The report was unable to determine conclusively the immediate cause of the explosion in the early morning hours of 9 May 1992, a fact that provided provincial prosecutors an excuse to stay the criminal charges against the mine manager, Gerald Phillips, and the underground supervisor, Roger Parry. But this reason for prosecutorial discretion is not sustained by the report’s findings. The evidence marshalled in the report supports its theory that a spark from the continuous miner ignited methane accumulated in the mine and that this in turn triggered a coal dust explosion. Although the report found evidence that the methanometer on the continuous monitor was tampered with (to prevent it from automatically shutting down the miner if methane levels became dangerous), it rejected the conclusion that this tampering in any way caused the explosion (p. 227). Rather, the report concluded that the explosion occurred because mine management allowed dangerous levels of methane and untreated coal dust to accumulate, in violation of existing provincial safety laws. Had there been compliance with the law, there would not have been such a calamitous disaster. There was, then, sufficient evidence in the report to make a case that the reckless and often illegal operation of the mine led to the disaster and that this operation was, in part, under the control of the two accused.

The report also considered why Westray was able to operate a dangerous mine in violation of provincial law. Richard catalogued and harshly condemned the failure of government regulators involved with the Westray project to exercise their legal powers to protect the miners. Again, Richard begins at the top. Former Premier Donald Cameron, the member for the riding in which the Westray mine was located, is justly vilified by Richard for his refusal to accept any responsibility for the Westray disaster. Richard characterizes his testimony, and that of others who blamed the miners for the explosion, as "self-serving, cynical and simplistic" (p. 222). Richard cites Cameron’s statement that "We enjoy the comfort of opinion without discomfort of thought" and then comments acidly: "The record will show that this quotation is as descriptive of the evidence and opinions voiced by Cameron as it is of the testimony given by many other witnesses at the Inquiry" (pp. 512-13). Although Richard did not find direct political interference with safety enforcement, he concluded that Cameron’s "aggressive pursuit of the Westray project may have sent a message to the bureaucracy, especially the inspectorate, that Westray was ‘special’ and ought to be treated as such" (p. 514). Finally, he found that Cameron, in acting against the advice of his officials, lacked a clear understanding of the acceptable level of political support that a minister or cabinet could provide for a project or of the relation between a minister and his department in dealing with such projects (pp. 521-2).

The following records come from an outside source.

pub fn details_lines(node: &ServiceNode) -> Vec<Line<'static>> {
    let ip = if node.ip.is_empty() { "-".to_string() } else { node.ip.clone() };
    let mut lines = vec![
        field("NAME", node.name.clone()),
        field("STATUS", node.status.clone()),
        field("IP ADDR", ip),
        field("ID", short_id(&node.id).to_string()),
    ];

    if node.status.trim().eq_ignore_ascii_case("exited") {
        lines.push(field(
            "EXIT CODE",
            format!("{} ({})", node.exit_code, exit_code_description(node.exit_code)),
        ));
    }

    if node.is_running() {
        lines.push(field("CPU USAGE", format!("{:.2}%", node.cpu_percent)));
        lines.push(field(
            "MEM USAGE",
            format!(
                "{:.1} MB / {:.1} MB",
                bytes_to_mb(node.mem_usage_bytes),
                bytes_to_mb(node.mem_limit_bytes)
            ),
        ));
    }

    if !node.deps.is_empty() {
        lines.push(field("DEPENDS ON", node.deps.join(", ")));
    }

    lines
}

pub fn summary_lines(summary: &SystemSummary) -> Vec<Line<'static>> {
    vec![
        Line::from(Span::styled(
            " SYSTEM OVERVIEW",
            Style::default().fg(Color::Yellow).add_modifier(Modifier::BOLD),
        )),
        Line::from(""),
        Line::from(vec![
            Span::raw(format!(" Containers: {} total, ", summary.total)),
            Span::styled(format!("{} running", summary.running), Style::default().fg(Color::Green)),
        ]),
        Line::from(vec![
            Span::raw(" Total CPU: "),
            Span::styled(format!("{:.2}%", summary.total_cpu_percent), Style::default().fg(Color::Blue)),
        ]),
        Line::from(vec![
            Span::raw(" Total RAM: "),
            Span::styled(
                format!("{:.1} MB", bytes_to_mb(summary.total_mem_bytes)),
                Style::default().fg(Color::Blue),
            ),
        ]),
        Line::from(""),
        Line::from(Span::styled(
            format!(" Mode: {} (press 'i' to toggle)", summary.mode.label()),
            Style::default().fg(Color::Gray),
        )),
    ]
}

fn severity_style(severity: Severity) -> Style {
    match severity {
        Severity::Error => Style::default().fg(Color::Red).add_modifier(Modifier::BOLD),
        Severity::Fail => Style::default().fg(Color::Red),
        Severity::Warn => Style::default().fg(Color::Yellow),
        Severity::Info => Style::default().fg(Color::Cyan),
        Severity::Zone => Style::default().fg(Color::DarkGray),
    }
}

/// Highlight severity tokens; the text itself is left untouched
pub fn log_lines(text: &str) -> Vec<Line<'static>> {
    text.split('\n')
        .map(|line| {
            let spans: Vec<Span<'static>> = segments(line)
                .into_iter()
                .map(|seg| match seg.severity {
                    Some(severity) => Span::styled(seg.text.to_string(), severity_style(severity)),
                    None => Span::raw(seg.text.to_string()),
                })
                .collect();
            Line::from(spans)
        })
        .collect()
}

fn centered(area: Rect, width: u16, height: u16) -> Rect {
    let width = area.width.min(width);
    let height = area.height.min(height);
    Rect {
        x: area.x + (area.width.saturating_sub(width)) / 2,
        y: area.y + (area.height.saturating_sub(height)) / 2,
        width,
        height,
    }
}

fn render_logs(frame: &mut Frame, logs: &LogsView) {
    let area = frame.size();
    let popup_area = centered(area, area.width.saturating_sub(6), area.height.saturating_sub(4));

    let widget = Paragraph::new(log_lines(&logs.text))
        .block(
            Block::default()
                .borders(Borders::ALL)
                .border_style(Style::default().fg(Color::Cyan))
                .title(Span::styled(
                    format!(" Logs: {} (newest first, Esc to close) ", logs.name),
                    Style::default().fg(Color::Cyan).add_modifier(Modifier::BOLD),
                )),
        )
        .wrap(Wrap { trim: false })
        .scroll((logs.scroll, 0));

    frame.render_widget(Clear, popup_area);
    frame.render_widget(widget, popup_area);
}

The two government departments most involved with Westray were Natural Resources and Labour. Although earlier accounts of the Westray disaster noted that the government officials and agencies that reviewed Westray plans failed to seriously consider whether coal could be mined safely, those accounts failed to note that the provincial Mineral Resources Act required the Minister of Natural Resources to be satisfied that a mining project would be safe before issuing a permit. In addition, any alteration to the mine plan required advance approval from the minister, which was to be given only if safety to life and property was preserved. The Inquiry carefully reviewed the role of Natural Resources and found that it either misunderstood or overlooked its overriding responsibility to ensure that Westray’s mine plans were inherently safe (p. 401). Moreover, after the mine began operation, the department probably knew of unapproved changes to the mine plan but failed to ensure compliance with the legislation (p. 448).

The failure of the Department of Labour to enforce the Coal Mine Protection Act and the Occupational Health and Safety Act was widely commented on before the Inquiry’s hearings, and the evidence gathered by the commission confirmed what we already knew:

The Department of Labour, in general, and the inspectorate in particular, was markedly derelict in meeting its statutory responsibilities at the Westray mine. (p. 629, emphasis in the original)

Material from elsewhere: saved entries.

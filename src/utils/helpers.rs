/// Formatting helpers shared by the dashboard and the status command

const MIB: f64 = 1024.0 * 1024.0;

/// Bytes to mebibytes
pub fn bytes_to_mb(bytes: u64) -> f64 {
    bytes as f64 / MIB
}

/// First 12 characters of a container ID, as `docker ps` shows it
pub fn short_id(id: &str) -> &str {
    match id.char_indices().nth(12) {
        Some((idx, _)) => &id[..idx],
        None => id,
    }
}

/// Truncate string with ellipsis
pub fn truncate_string(s: &str, max_len: usize) -> String {
    if s.chars().count() <= max_len {
        s.to_string()
    } else {
        let kept: String = s.chars().take(max_len.saturating_sub(3)).collect();
        format!("{}...", kept)
    }
}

The report found that the inspectors lacked the training and experience to perform their role effectively and that they failed to receive adequate supervision and guidance. Inspections were always announced in advance and inspectors were accompanied and guided by management, preventing them from having open communication with miners and from seeing or appreciating the true state of underground operations. Finally, the orders the Department of Labour issued, most notably those requiring stone dusting that would have prevented an explosion, were not enforced.

These findings of fact provide a partial answer to the question of why the Westray mine exploded: mine management operated unsafely and government officials were lax in exercising their regulatory powers. But this still leaves open the questions of why mine management operated so dangerously and why government officials did not intervene to stop such unlawful behaviour. The answers to these questions are more difficult to derive directly from documentary and oral evidence. Rather, they depend, in part, on a theoretical understanding of the determinants of occupational health and safety conditions and of state action. On the one hand, we can view the "facts" of Westray as aberrational while, on the other, we can see them as exemplary of systemic problems. In reality, there is a continuum between these two positions, as well as a variety of ways or levels at which systemic problems are defined. The problem with the report is that, to the extent it does not view Westray as aberrational, it inadequately theorizes its systemic causes. This leads to recommendations that, even if followed, may not produce major improvements in health and safety performance.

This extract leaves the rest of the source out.